» Problem to solve: After locating the line with "pub fn separator(mut" in the records below, print it and every line after it exactly.

----

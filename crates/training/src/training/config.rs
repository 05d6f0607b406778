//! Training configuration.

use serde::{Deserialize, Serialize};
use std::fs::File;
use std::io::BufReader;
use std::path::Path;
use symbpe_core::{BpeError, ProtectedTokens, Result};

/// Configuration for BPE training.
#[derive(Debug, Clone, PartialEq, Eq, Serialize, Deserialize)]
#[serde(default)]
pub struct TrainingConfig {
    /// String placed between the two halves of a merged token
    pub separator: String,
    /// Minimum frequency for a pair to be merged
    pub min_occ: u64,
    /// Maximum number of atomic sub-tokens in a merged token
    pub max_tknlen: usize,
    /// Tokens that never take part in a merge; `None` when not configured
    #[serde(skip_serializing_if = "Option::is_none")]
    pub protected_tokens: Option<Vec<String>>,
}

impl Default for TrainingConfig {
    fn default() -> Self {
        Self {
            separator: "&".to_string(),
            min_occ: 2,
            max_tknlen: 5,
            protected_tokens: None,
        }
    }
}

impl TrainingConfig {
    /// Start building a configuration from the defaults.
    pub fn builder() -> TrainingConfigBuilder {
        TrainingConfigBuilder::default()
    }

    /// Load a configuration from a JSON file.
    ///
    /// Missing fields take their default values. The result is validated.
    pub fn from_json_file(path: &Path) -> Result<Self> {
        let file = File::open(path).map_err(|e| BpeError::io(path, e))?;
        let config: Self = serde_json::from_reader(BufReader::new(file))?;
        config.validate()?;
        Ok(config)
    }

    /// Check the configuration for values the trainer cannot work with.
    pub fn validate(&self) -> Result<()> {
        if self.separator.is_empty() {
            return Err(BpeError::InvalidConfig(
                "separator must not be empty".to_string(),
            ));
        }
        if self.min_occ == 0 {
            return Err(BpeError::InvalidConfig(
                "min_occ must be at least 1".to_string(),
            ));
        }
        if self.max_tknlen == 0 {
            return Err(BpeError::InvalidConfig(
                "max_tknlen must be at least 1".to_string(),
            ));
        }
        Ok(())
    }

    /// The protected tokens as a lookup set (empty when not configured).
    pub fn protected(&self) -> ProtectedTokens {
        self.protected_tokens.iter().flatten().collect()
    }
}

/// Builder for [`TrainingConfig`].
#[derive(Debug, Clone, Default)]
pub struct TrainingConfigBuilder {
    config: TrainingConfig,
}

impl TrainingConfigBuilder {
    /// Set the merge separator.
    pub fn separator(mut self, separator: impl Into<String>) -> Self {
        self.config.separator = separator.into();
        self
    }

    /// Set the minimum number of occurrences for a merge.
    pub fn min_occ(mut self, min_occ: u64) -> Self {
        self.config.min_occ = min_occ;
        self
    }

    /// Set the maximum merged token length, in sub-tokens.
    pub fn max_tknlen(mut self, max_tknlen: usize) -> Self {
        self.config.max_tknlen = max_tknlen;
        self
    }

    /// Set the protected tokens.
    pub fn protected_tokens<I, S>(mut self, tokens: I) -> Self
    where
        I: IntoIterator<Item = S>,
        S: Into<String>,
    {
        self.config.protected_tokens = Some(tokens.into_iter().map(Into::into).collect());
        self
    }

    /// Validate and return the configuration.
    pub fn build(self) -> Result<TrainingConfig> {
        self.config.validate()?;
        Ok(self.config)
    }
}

----

» Result below:
    pub fn separator(mut self, separator: impl Into<String>) -> Self {
        self.config.separator = separator.into();
        self
    }

    /// Set the minimum number of occurrences for a merge.
    pub fn min_occ(mut self, min_occ: u64) -> Self {
        self.config.min_occ = min_occ;
        self
    }

    /// Set the maximum merged token length, in sub-tokens.
    pub fn max_tknlen(mut self, max_tknlen: usize) -> Self {
        self.config.max_tknlen = max_tknlen;
        self
    }

    /// Set the protected tokens.
    pub fn protected_tokens<I, S>(mut self, tokens: I) -> Self
    where
        I: IntoIterator<Item = S>,
        S: Into<String>,
    {
        self.config.protected_tokens = Some(tokens.into_iter().map(Into::into).collect());
        self
    }

    /// Validate and return the configuration.
    pub fn build(self) -> Result<TrainingConfig> {
        self.config.validate()?;
        Ok(self.config)
    }
}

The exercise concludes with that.